National Association of Christian Ministers

Answering His Call Is Our Purpose

Healthcare Ministry

Framework For Healthcare Ministry

 By Elder Boyd

 

Scriptural Basis:

 

Matthew 25:26 “I was sick and you visited me.”

 

Matthew 25:40 “inasmuch as you did it to one of the least of these My brethren, you did it to Me.”

 

Background:

 

Visiting the sick is clearly cherished by the Lord as a gift given as unto Himself. Beyond that, it is just the right thing to do. We all appreciate a visit from family and friends when we are ill. That visit is even more precious when we are in a facility in which we are surrounded by relative strangers who are focused on testing, processing, documenting, and moving us physically toward being well. Often that does not include the spiritual support that we as ministers and servants of God are committed to.

 

Realities:

 

  1. The purpose of a healthcare facility is to provide care to their patients. Many will attempt to provide some spiritual support through approved Chaplains, some who are staff personnel connected with the facility.
  2. Unless you are on staff with the facility, you are a visitor. For hospitals in particular, this means being in compliance with the rules and regulations for visitors. Visiting ministry personnel must often be requested or placed on a visitors list by the patient, or be cleared by the facility Chaplain to visit.
  3. The privacy and the security of the patients is closely guarded by the facility, and may mean additional screening of visitors, to include ministry personnel.
  4. The health of all patients may require additional measures to visit the patient, such as universal precautions of wearing mask, gowns, gloves, and strict hand washing. In some cases, you may not be able to bring your Bible into the room.

 

Strategies For Conducting Hospital Ministry:

 

  1. The best opportunity to get access to a hospital environment is to be invited by a current inpatient, or the family of an inpatient. Some hospitals may require that you be placed on a list of visitors. Make it clear that you are coming to provide spiritual support to that patient. Once you are there, introduce yourself to the staff coming into the room, and at the Nurses Desk, normally located at the entrance of the ward. If you have a card that gives your contact number, leave one (with the permission of the patient and/or family) at the front desk, offering to be available if needed for that patient. The more often you are seen, and speak with the staff, the more they will be comfortable with your presence.
  2. For a wider access to other patients, try to get an appointment to speak with the staff chaplain and/or administrator. The staff chaplain is the most important person to speak with, since he or she is primarily responsible for the liaison with outside ministries and churches. Remember that both persons may be very busy, so be patient and professional in your efforts. Let them know that you need ten minutes, and your purpose is to inform them of your activities in their facility. Once you have secured time with the staff chaplain, briefly explain that you are interested in expanding your experience in providing spiritual support to the inpatients, and request information on any training or mentoring opportunities he or she may have. Offer to assist the staff chaplain in any way needed, and let he or she know your availability. Make sure to tell them about any previous experience you have had, and your education that has prepared you for this ministry field.
  3. Contact other churches in the area, and offer to perform visits for their members that are in the hospital. It is more effective if you take the time to visit that church and speak to the Pastoral staff. Most churches are overwhelmed with many duties, so an offer to help is gladly accepted. Remember that until you are not viewed as an outsider, there may be some resistance to this idea. Offer to accompany their staff – Pastor, Deacon, etc..- the next time they make a visit to a hospitalized member so you can learn how they conduct their visits.
  4. Speak to people you know that have been hospitalized and gain their perspective about the experience. What did they want to see or experience when a visitor came there? What was their most enjoyable experience when visitors came? What was not good? The more you understand about the visit from the patient’s point of view increased your effectiveness as a hospital ministry worker.
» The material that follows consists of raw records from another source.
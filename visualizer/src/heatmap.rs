//! PNG heatmap of periodogram power over h/K and period, via plotters.

use crate::colormap::{Colormap, LogNorm, Plasma};
use crate::error::{RenderError, RenderResult};
use plotters::coord::Shift;
use plotters::prelude::*;
use serde::{Deserialize, Serialize};
use spotcore::SweepResult;
use std::path::Path;

/// Dashed vertical marker at a reference h/K value.
#[derive(Debug, Clone, PartialEq, Serialize, Deserialize)]
pub struct ThresholdLine {
    pub ratio: f64,
    pub label: String,
    pub color: [u8; 3],
}

/// Free text placed in data coordinates.
#[derive(Debug, Clone, PartialEq, Serialize, Deserialize)]
pub struct Annotation {
    pub ratio: f64,
    pub period: f64,
    pub text: String,
}

#[derive(Debug, Clone, PartialEq, Serialize, Deserialize)]
#[serde(default)]
pub struct HeatmapConfig {
    pub width: u32,
    pub height: u32,
    /// Lower bound of the logarithmic colour scale.
    pub vmin: f64,
    pub vmax: f64,
    pub colorbar_width: u32,
    pub thresholds: Vec<ThresholdLine>,
    pub annotations: Vec<Annotation>,
}

impl Default for HeatmapConfig {
    fn default() -> Self {
        Self {
            width: 1200,
            height: 900,
            vmin: 0.02,
            vmax: 1.0,
            colorbar_width: 170,
            thresholds: vec![
                ThresholdLine {
                    ratio: 1.1,
                    label: "h/K = 1.1 (CI Tau)".into(),
                    color: [255, 255, 255],
                },
                ThresholdLine {
                    ratio: 4.0,
                    label: "h/K = 4.0 (optical)".into(),
                    color: [127, 255, 212],
                },
                ThresholdLine {
                    ratio: 1.7,
                    label: "h/K = 1.7 (H-band)".into(),
                    color: [255, 228, 196],
                },
            ],
            annotations: vec![
                Annotation {
                    ratio: 2.2,
                    period: 28.0,
                    text: "Injected planet".into(),
                },
                Annotation {
                    ratio: 2.2,
                    period: 11.0,
                    text: "Spot signal".into(),
                },
            ],
        }
    }
}

/// Cell boundaries for cells centred on `centers` (nearest shading).
///
/// Works for ascending or descending centres; interior edges are midpoints and
/// the outer edges are extrapolated by half a cell.
pub fn cell_edges(centers: &[f64]) -> Vec<f64> {
    match centers.len() {
        0 => Vec::new(),
        1 => vec![centers[0] - 0.5, centers[0] + 0.5],
        n => {
            let mut edges = Vec::with_capacity(n + 1);
            edges.push(centers[0] - 0.5 * (centers[1] - centers[0]));
            edges.extend(centers.windows(2).map(|w| 0.5 * (w[0] + w[1])));
            edges.push(centers[n - 1] + 0.5 * (centers[n - 1] - centers[n - 2]));
            edges
        }
    }
}

fn span(values: &[f64]) -> (f64, f64) {
    values
        .iter()
        .fold((f64::INFINITY, f64::NEG_INFINITY), |(lo, hi), &v| {
            (lo.min(v), hi.max(v))
        })
}

fn rgb(color: [u8; 3]) -> RGBColor {
    RGBColor(color[0], color[1], color[2])
}

fn drawing_error<E: std::fmt::Debug>(err: E) -> RenderError {
    RenderError::Drawing(format!("{:?}", err))
}

pub struct HeatmapRenderer {
    config: HeatmapConfig,
    norm: LogNorm,
}

impl HeatmapRenderer {
    pub fn new(config: HeatmapConfig) -> RenderResult<Self> {
        let norm = LogNorm::new(config.vmin, config.vmax).ok_or_else(|| {
            RenderError::InvalidConfig(format!(
                "colour scale needs 0 < vmin < vmax, got [{}, {}]",
                config.vmin, config.vmax
            ))
        })?;
        if config.colorbar_width >= config.width {
            return Err(RenderError::InvalidConfig(
                "colorbar wider than the image".into(),
            ));
        }
        Ok(Self { config, norm })
    }

    pub fn render_to_file(&self, result: &SweepResult, path: impl AsRef<Path>) -> RenderResult<()> {
        Self::check_result(result)?;
        let path = path.as_ref();
        if path.as_os_str().is_empty() {
            return Err(RenderError::InvalidPath(path.to_path_buf()));
        }

        let root =
            BitMapBackend::new(path, (self.config.width, self.config.height)).into_drawing_area();
        root.fill(&WHITE).map_err(drawing_error)?;

        let (map_area, colorbar_area) =
            root.split_horizontally(self.config.width - self.config.colorbar_width);
        self.draw_map(&map_area, result)?;
        self.draw_colorbar(&colorbar_area)?;

        root.present().map_err(drawing_error)?;
        log::info!(
            "heatmap {}x{} written to {}",
            result.ratios.len(),
            result.periods.len(),
            path.display()
        );
        Ok(())
    }

    fn check_result(result: &SweepResult) -> RenderResult<()> {
        if result.ratios.is_empty() {
            return Err(RenderError::EmptyResult("ratios"));
        }
        if result.periods.is_empty() {
            return Err(RenderError::EmptyResult("periods"));
        }
        if result.powers.dim() != (result.ratios.len(), result.periods.len()) {
            return Err(RenderError::InvalidConfig(format!(
                "power matrix {:?} does not match {} ratios x {} periods",
                result.powers.dim(),
                result.ratios.len(),
                result.periods.len()
            )));
        }
        Ok(())
    }

    fn draw_map<DB: DrawingBackend>(
        &self,
        area: &DrawingArea<DB, Shift>,
        result: &SweepResult,
    ) -> RenderResult<()>
    where
        DB::ErrorType: 'static,
    {
        let x_edges = cell_edges(&result.ratios);
        let y_edges = cell_edges(&result.periods);
        let (x_min, x_max) = span(&x_edges);
        let (y_min, y_max) = span(&y_edges);

        let mut chart = ChartBuilder::on(area)
            .margin(20)
            .x_label_area_size(60)
            .y_label_area_size(70)
            .build_cartesian_2d(x_min..x_max, y_min..y_max)
            .map_err(drawing_error)?;

        chart
            .configure_mesh()
            .disable_mesh()
            .x_desc("h/K")
            .y_desc("Period (d)")
            .axis_desc_style(("sans-serif", 20))
            .label_style(("sans-serif", 14))
            .draw()
            .map_err(drawing_error)?;

        let colormap = Plasma;
        let cells = result
            .powers
            .indexed_iter()
            .map(|((step, bin), &power)| {
                let color = rgb(colormap.map(self.norm.normalize(power)));
                Rectangle::new(
                    [
                        (x_edges[step], y_edges[bin]),
                        (x_edges[step + 1], y_edges[bin + 1]),
                    ],
                    color.filled(),
                )
            });
        chart.draw_series(cells).map_err(drawing_error)?;

        for line in &self.config.thresholds {
            let color = rgb(line.color);
            chart
                .draw_series(DashedLineSeries::new(
                    vec![(line.ratio, y_min), (line.ratio, y_max)],
                    12,
                    8,
                    color.stroke_width(2),
                ))
                .map_err(drawing_error)?
                .label(line.label.clone())
                .legend(move |(x, y)| {
                    PathElement::new(vec![(x, y), (x + 24, y)], color.stroke_width(2))
                });
        }

        for note in &self.config.annotations {
            chart
                .draw_series(std::iter::once(Text::new(
                    note.text.clone(),
                    (note.ratio, note.period),
                    ("sans-serif", 16).into_font().color(&WHITE),
                )))
                .map_err(drawing_error)?;
        }

        if !self.config.thresholds.is_empty() {
            chart
                .configure_series_labels()
                .position(SeriesLabelPosition::UpperRight)
                .background_style(WHITE.mix(0.8))
                .border_style(BLACK)
                .label_font(("sans-serif", 14))
                .draw()
                .map_err(drawing_error)?;
        }

        Ok(())
    }

    fn draw_colorbar<DB: DrawingBackend>(&self, area: &DrawingArea<DB, Shift>) -> RenderResult<()>
    where
        DB::ErrorType: 'static,
    {
        let mut chart = ChartBuilder::on(area)
            .margin_top(20)
            .margin_bottom(80)
            .margin_left(10)
            .margin_right(10)
            .y_label_area_size(100)
            .build_cartesian_2d(0.0..1.0, (self.config.vmin..self.config.vmax).log_scale())
            .map_err(drawing_error)?;

        chart
            .configure_mesh()
            .disable_mesh()
            .disable_x_axis()
            .y_desc("Periodogram Power")
            .axis_desc_style(("sans-serif", 18))
            .label_style(("sans-serif", 12))
            .draw()
            .map_err(drawing_error)?;

        let steps = 256;
        let colormap = Plasma;
        let bands = (0..steps).map(|i| {
            let lo = i as f64 / steps as f64;
            let hi = (i + 1) as f64 / steps as f64;
            let color = rgb(colormap.map(0.5 * (lo + hi)));
            Rectangle::new(
                [(0.0, self.norm.invert(lo)), (1.0, self.norm.invert(hi))],
                color.filled(),
            )
        });
        chart.draw_series(bands).map_err(drawing_error)?;
        Ok(())
    }
}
Remember, you are a visitor tasked to carry the joy of the Lord into their environment. Bring the Bible if you can, but carry the gospel in your heart and through your voice. They need most to see the love, and know that you care about them and so does Jesus.

 

What to Do:

 

  1. Enter the facility with the attitude of being a good visitor, following the rules as stated, and coming to serve the patient spiritually as the opportunity opens.
  2. Be understanding and respectful of the hospital staff as they move through their duties. They must do their jobs at the times required. That means that you may need to be patient.
  3. Keep a positive attitude – that means a smile. You are being observed by many that are hurting. Your presence can make their ordeal and concern more bearable.
  4. Look for opportunities to speak with those that are waiting in the near vicinity and provide a loving support to them. Allow the Holy Spirit to direct you to those who need to hear a soothing word.
  5. Conduct yourself in a professional and understated manner. You are not there to verbally preach a message, but to give a message through your actions of love. Remember that this is a time when others are more important than you are.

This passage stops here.